| MATERIAL FOR THIS EXERCISE |
══════════
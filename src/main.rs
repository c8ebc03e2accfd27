use anyhow::{Context, Result};
use clap::Parser;
use colored::*;
use exifharvest::cli::{Args, sanitize_args, setup_logging};
use exifharvest::{HarvestError, HarvestProcessor, HarvestSummary};
use std::process;
use tracing::{debug, warn};

fn main() {
    let (cleaned, unknown) = sanitize_args(std::env::args());
    let args = Args::parse_from(cleaned);

    setup_logging(args.verbose);
    for flag in unknown {
        warn!("Unknown key -{} will be skipped", flag);
    }

    let runtime = tokio::runtime::Runtime::new().unwrap_or_else(|e| {
        eprintln!("Failed to create async runtime: {}", e);
        process::exit(1);
    });

    match runtime.block_on(run(args)) {
        Ok(summary) => {
            debug!("Finished in {:?}", summary.processing_time);
            process::exit(0);
        }
        Err(error) => match error.downcast_ref::<HarvestError>() {
            Some(harvest_error) if harvest_error.is_benign() => {
                println!("{}", harvest_error.to_string().bright_yellow());
                process::exit(0);
            }
            _ => {
                eprintln!("Error: {:#}", error);
                process::exit(1);
            }
        },
    }
}

async fn run(args: Args) -> Result<HarvestSummary> {
    let cwd = std::env::current_dir().context("Could not determine the current directory")?;
    let (walk_dir, report) = args.resolve_paths(&cwd)?;
    let config = args.to_config()?;

    debug!("Walk directory: {}", walk_dir.display());
    debug!("Report file: {}", report.display());

    let processor = HarvestProcessor::new(&walk_dir, report, config)?;
    let summary = processor.process().await?;
    Ok(summary)
}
══════════
You are asked to transcribe all of the data above exactly.

| SOLUTION FOR THIS TASK |
filename src/main.rs
repository c8ebc03e2accfd27
use anyhow::{Context, Result};
use clap::Parser;
use colored::*;
use exifharvest::cli::{Args, sanitize_args, setup_logging};
use exifharvest::{HarvestError, HarvestProcessor, HarvestSummary};
use std::process;
use tracing::{debug, warn};

fn main() {
    let (cleaned, unknown) = sanitize_args(std::env::args());
    let args = Args::parse_from(cleaned);

    setup_logging(args.verbose);
    for flag in unknown {
        warn!("Unknown key -{} will be skipped", flag);
    }

    let runtime = tokio::runtime::Runtime::new().unwrap_or_else(|e| {
        eprintln!("Failed to create async runtime: {}", e);
        process::exit(1);
    });

    match runtime.block_on(run(args)) {
        Ok(summary) => {
            debug!("Finished in {:?}", summary.processing_time);
            process::exit(0);
        }
        Err(error) => match error.downcast_ref::<HarvestError>() {
            Some(harvest_error) if harvest_error.is_benign() => {
                println!("{}", harvest_error.to_string().bright_yellow());
                process::exit(0);
            }
            _ => {
                eprintln!("Error: {:#}", error);
                process::exit(1);
            }
        },
    }
}

async fn run(args: Args) -> Result<HarvestSummary> {
    let cwd = std::env::current_dir().context("Could not determine the current directory")?;
    let (walk_dir, report) = args.resolve_paths(&cwd)?;
    let config = args.to_config()?;

    debug!("Walk directory: {}", walk_dir.display());
    debug!("Report file: {}", report.display());

    let processor = HarvestProcessor::new(&walk_dir, report, config)?;
    let summary = processor.process().await?;
    Ok(summary)
}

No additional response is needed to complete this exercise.